Wednesday, January 23, 2008

Have you found your passport yet?

That's been Michelle's daily refrain now for a couple of weeks, almost ever since Christmas when she sprang on me the all-time amazing surprise gift -- tickets for Rome and Paris, timed for the end of this month when I'm between chemo rounds and most likely to be feeling up to traveling. Awesome.

It didn't occur to me until last night, when Michelle posted about booking our Paris hotel, that our plans have gone otherwise unremarked here, except for a stray hint or two in the comments. My bad. Of course we're totally psyched for the trip, and I can't believe it's coming up so fast.

I've been to Italy several times, including once with Michelle, but never to Paris, and I'm really excited. We leave Sunday.

(Note to burglars: Don't even think about it. We've got the guard guppies, plus people looking in on the place, and the security system thoughtfully installed by the previous owners. Not much worth stealing anyway.)

We've been getting some great trip-preparation help. First, Kaye sent us a couple of cool books -- "The Secrets of Rome: Love & Death in the Eternal City," by Corrado Augias; and "Pudlo Paris 2007-2008," the Paris restaurant guidebook, by Gilles Pudlowski -- and put together an awesome post on NiteNote with all her favorite Paris spots. Very nice.

Then yesterday Mom sent another good-looking book, "Paris to the Moon," by Adam Gopnik, who is The New Yorker's correspondent. Thank you everyone.

But anyway, as I said, Michelle has been nagging me to put fingers on my passport. I get that; it would be a total drag to head off to the airport on Sunday and have to just wave goodbye as Michelle traipses through security. And if you're Michelle, you think that way. I've never seen her go anywhere without searching for her wallet and keys for 20 or 30 minutes. When you don't know where anything is it makes sense to start looking right away.

Me, I've got systems. I know where stuff is. Even so, knowing that Michelle would interrogate me again soon, I decided this morning to get the passport out of its spot in my dresser drawer.

... What? Not there? What?

After a few minutes of panic, including looking in the other couple of places it must be if it wasn't in the place it was supposed to be, I looked in the dresser drawer again and, yes, there it was. Whew. The last thing I need, on top of blowing the trip, would be listening to I-told-you-sos for the rest of my life.

Just now, Michelle called from work to say hi and give me an update on a couple little things. "Have you found your passport yet," she said.

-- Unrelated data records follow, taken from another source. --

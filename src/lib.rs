#![deny(clippy::expect_used, clippy::unwrap_used)]

//! The root of the managed-connection lifecycle library.
//! 受管连接生命周期库的根。

pub mod config;
pub mod error;

pub mod connection;
pub mod guard;
pub mod manager;
pub mod timer;

pub use connection::{
    ActivationCallback, ActiveConnectionCounter, Describe, DrainState, Managed, ManagedConnection,
};
pub use guard::{DestructionGuard, GuardScope};
pub use manager::{ConnectionRegistry, ManagerContext};
pub use timer::{start_timer_facility, TimerFacilityHandle, TimerHandle, TimerRegistration};
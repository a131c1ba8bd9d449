//! 排空状态机
//! Drain state machine
//!
//! 两阶段排空协议：先警告连接的应用层逻辑关闭将至，然后指示它在
//! 下次空闲时真正关闭。状态只能前进，不匹配前置状态的转换请求是
//! 静默的空操作而非错误，因此管理器可以对整个连接集合重复扫描，
//! 无需跟踪每个连接的进度。
//!
//! The two-phase drain protocol: first warn the connection's
//! application-level logic that shutdown is coming, then instruct it to
//! actually close once it next becomes idle. The state only advances;
//! a transition request that does not match the required predecessor
//! state is a silent no-op, never an error, so a manager may repeat
//! drain sweeps across its whole population without tracking
//! per-connection progress.

/// The drain state of a managed connection. Monotonically advances;
/// never regresses.
///
/// 受管连接的排空状态。单调前进，永不回退。
#[derive(Debug, Clone, Copy, PartialEq, Eq, Default)]
pub enum DrainState {
    /// 初始状态，尚未收到任何排空信号。
    /// Initial state, no drain signal received yet.
    #[default]
    None,
    /// 已通知连接关闭即将到来。
    /// The connection has been notified that shutdown is pending.
    NotifiedPendingShutdown,
    /// 已指示连接在下次空闲时关闭。此状态机的终态；实际的连接拆除
    /// 是子类型的独立行为。
    /// The connection has been instructed to close when next idle.
    /// Terminal for this state machine; actual teardown is a separate,
    /// subtype-specific act.
    ClosingWhenIdle,
}

impl DrainState {
    /// Advances `None` to `NotifiedPendingShutdown`. Returns whether the
    /// transition took place, so the caller fires the notify hook at most
    /// once per connection lifetime.
    ///
    /// 将 `None` 推进到 `NotifiedPendingShutdown`。返回转换是否发生，
    /// 使调用者在连接生命周期内最多触发一次通知钩子。
    pub fn advance_notify(&mut self) -> bool {
        if *self == DrainState::None {
            *self = DrainState::NotifiedPendingShutdown;
            true
        } else {
            false
        }
    }

    /// Advances to `ClosingWhenIdle` from `NotifiedPendingShutdown`, or
    /// from any state when `force` is set (the abrupt shutdown path that
    /// skips the notify phase). Returns whether the transition took place.
    ///
    /// 从 `NotifiedPendingShutdown` 推进到 `ClosingWhenIdle`；当设置了
    /// `force` 时可以从任意状态推进（跳过通知阶段的突然关闭路径）。
    /// 返回转换是否发生。
    pub fn advance_close(&mut self, force: bool) -> bool {
        if *self == DrainState::ClosingWhenIdle {
            return false;
        }
        if force || *self == DrainState::NotifiedPendingShutdown {
            *self = DrainState::ClosingWhenIdle;
            true
        } else {
            false
        }
    }
}
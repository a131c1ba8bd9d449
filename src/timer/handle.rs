//! 超时调度设施的客户端句柄
//! Client handle for the timeout scheduling facility
//!
//! 本模块包含设施的命令协议以及与设施任务通信的高级接口：注册、
//! 取消、按连接清理和关闭。
//!
//! This module contains the facility's command protocol and the high-level
//! interfaces for communicating with the facility task: registration,
//! cancellation, per-connection cleanup, and shutdown.

use crate::error::{Error, Result};
use crate::timer::event::{ConnectionId, TimeoutKind, TimerEntryId, TimerEventData};
use std::time::Duration;
use tokio::sync::{mpsc, oneshot};

/// 定时器注册请求
/// Timer registration request
#[derive(Debug)]
pub struct TimerRegistration {
    /// 连接ID
    /// Connection ID
    pub connection_id: ConnectionId,
    /// 延迟时间
    /// Delay duration
    pub delay: Duration,
    /// 超时种类
    /// Timeout kind
    pub kind: TimeoutKind,
    /// 回调通道，超时到期时向注册者投递事件
    /// Callback channel, delivers the event to the registrant on expiry
    pub callback_tx: mpsc::Sender<TimerEventData>,
}

impl TimerRegistration {
    /// 创建新的定时器注册请求
    /// Create new timer registration request
    pub fn new(
        connection_id: ConnectionId,
        delay: Duration,
        kind: TimeoutKind,
        callback_tx: mpsc::Sender<TimerEventData>,
    ) -> Self {
        Self {
            connection_id,
            delay,
            kind,
            callback_tx,
        }
    }
}

/// 设施任务命令
/// Facility task commands
#[derive(Debug)]
pub(crate) enum TimerCommand {
    /// 注册定时器
    /// Register timer
    Register {
        registration: TimerRegistration,
        response_tx: oneshot::Sender<TimerEntryId>,
    },
    /// 取消定时器
    /// Cancel timer
    Cancel {
        entry_id: TimerEntryId,
        response_tx: oneshot::Sender<bool>,
    },
    /// 尽力而为的取消，无应答（用于同步的丢弃路径）
    /// Best-effort cancellation without a response (for synchronous drop paths)
    Abort { entry_id: TimerEntryId },
    /// 清除连接的所有定时器
    /// Clear all timers for a connection
    ClearConnection {
        connection_id: ConnectionId,
        response_tx: oneshot::Sender<usize>,
    },
    /// 关闭设施任务
    /// Shut down the facility task
    Shutdown,
}

/// 超时调度设施的句柄，用于注册和管理定时器
/// Handle for the timeout scheduling facility, used to register and manage timers
#[derive(Debug, Clone)]
pub struct TimerFacilityHandle {
    /// 命令发送通道
    /// Command sender channel
    command_tx: mpsc::Sender<TimerCommand>,
}

impl TimerFacilityHandle {
    pub(crate) fn new(command_tx: mpsc::Sender<TimerCommand>) -> Self {
        Self { command_tx }
    }

    /// 注册定时器
    /// Register a timer
    pub async fn register(&self, registration: TimerRegistration) -> Result<TimerHandle> {
        let (response_tx, response_rx) = oneshot::channel();

        self.command_tx
            .send(TimerCommand::Register {
                registration,
                response_tx,
            })
            .await
            .map_err(|_| Error::FacilityShutdown)?;

        let entry_id = response_rx.await.map_err(|_| Error::ChannelClosed)?;
        Ok(TimerHandle {
            entry_id,
            command_tx: self.command_tx.clone(),
        })
    }

    /// 清除连接的所有定时器，返回被移除的数量
    /// Clear all timers for a connection, returning how many were removed
    pub async fn clear_connection(&self, connection_id: ConnectionId) -> Result<usize> {
        let (response_tx, response_rx) = oneshot::channel();

        self.command_tx
            .send(TimerCommand::ClearConnection {
                connection_id,
                response_tx,
            })
            .await
            .map_err(|_| Error::FacilityShutdown)?;

        response_rx.await.map_err(|_| Error::ChannelClosed)
    }

    /// 关闭设施任务
    /// Shut down the facility task
    pub async fn shutdown(&self) -> Result<()> {
        self.command_tx
            .send(TimerCommand::Shutdown)
            .await
            .map_err(|_| Error::FacilityShutdown)
    }
}

/// 定时器句柄，代表一次未到期的注册
/// Timer handle, representing one outstanding registration
#[derive(Debug)]
pub struct TimerHandle {
    /// 定时器条目ID
    /// Timer entry ID
    pub entry_id: TimerEntryId,
    /// 向设施任务发送取消请求的通道
    /// Channel for sending cancel requests to the facility task
    command_tx: mpsc::Sender<TimerCommand>,
}

impl TimerHandle {
    /// Cancels the registration. Returns `true` if the timer was still
    /// pending, `false` if it had already fired or been removed.
    ///
    /// 取消注册。如果定时器仍在等待中返回 `true`；若已触发或已被移除
    /// 则返回 `false`。
    pub async fn cancel(self) -> Result<bool> {
        let (response_tx, response_rx) = oneshot::channel();

        self.command_tx
            .send(TimerCommand::Cancel {
                entry_id: self.entry_id,
                response_tx,
            })
            .await
            .map_err(|_| Error::FacilityShutdown)?;

        response_rx.await.map_err(|_| Error::ChannelClosed)
    }

    /// Best-effort synchronous cancellation for drop paths. The command is
    /// queued without waiting for confirmation; if the queue is full the
    /// stale event is instead discarded by the registrant.
    ///
    /// 用于丢弃路径的尽力而为同步取消。命令入队而不等待确认；若队列
    /// 已满，过期事件将由注册者自行丢弃。
    pub fn abort(self) {
        let _ = self.command_tx.try_send(TimerCommand::Abort {
            entry_id: self.entry_id,
        });
    }
}
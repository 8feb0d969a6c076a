//! Observability for recordledger
//!
//! - Structured logging through `tracing`, one event name per line
//! - Ledger counters (atomic, counters only)
//!
//! # Principles
//!
//! 1. Observability is read-only
//! 2. No side effects on execution
//! 3. No background threads
//!
//! # Usage
//!
//! ```ignore
//! use recordledger::observability::{init_logging, Event, LogFormat};
//!
//! init_logging("info", LogFormat::Text)?;
//! tracing::info!(event = %Event::BootStart, "starting");
//! ```

mod events;
mod logging;
mod metrics;

pub use events::Event;
pub use logging::{build_filter, init_logging, parse_level, LogFormat};
pub use metrics::{LedgerMetrics, MetricsSnapshot};

use std::fmt;

/// Observability error code
#[derive(Debug, Clone, Copy, PartialEq, Eq)]
pub enum ObservabilityErrorCode {
    /// Logging could not be configured
    RecObservabilityFailed,
}

impl ObservabilityErrorCode {
    pub fn as_str(&self) -> &'static str {
        match self {
            ObservabilityErrorCode::RecObservabilityFailed => "REC_OBSERVABILITY_FAILED",
        }
    }
}

impl fmt::Display for ObservabilityErrorCode {
    fn fmt(&self, f: &mut fmt::Formatter<'_>) -> fmt::Result {
        write!(f, "{}", self.as_str())
    }
}

/// Observability error. Never fatal to request processing.
#[derive(Debug)]
pub struct ObservabilityError {
    code: ObservabilityErrorCode,
    message: String,
}

impl ObservabilityError {
    pub fn new(message: impl Into<String>) -> Self {
        Self {
            code: ObservabilityErrorCode::RecObservabilityFailed,
            message: message.into(),
        }
    }

    pub fn code(&self) -> ObservabilityErrorCode {
        self.code
    }

    pub fn message(&self) -> &str {
        &self.message
    }
}

impl fmt::Display for ObservabilityError {
    fn fmt(&self, f: &mut fmt::Formatter<'_>) -> fmt::Result {
        write!(f, "[ERROR] {}: {}", self.code, self.message)
    }
}

impl std::error::Error for ObservabilityError {}

/// Result type for observability operations
pub type ObservabilityResult<T> = Result<T, ObservabilityError>;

Sheesh. Of course, dude. It's right here.

8 comments:

Kate Cohen said...

hah

mich said...

Mine's in my file drawer, under P.
Just sayin'.

Anonymous said...

I love it!

As Dad always said, "A place for everything and everything in it's place."

Mark said...

yes, and he had a way of making sure the lesson stuck.

I'm still looking for my baseball bat, and it's been gone 40 years now.

Anonymous said...

whew

freda said...

guard guppies - why didn't I think of that.

Anonymous said...

Good one, Mark.....you DID find your passport.

Janice said...

A couple of years ago I went fishing in Nova Scotia by airplain. Now, If I drove back then no passport was necessary. I got on a plane and no passport was necessary. I got off in Toronto to make a connecting flight, suddenly my fishing companions are waving goodby while I try to talk someone into letting me in the country armed only with a diver's license. It worked after a sureal interrogation about fishing techniques to make sure I really was going fishing. Doubt it would work today.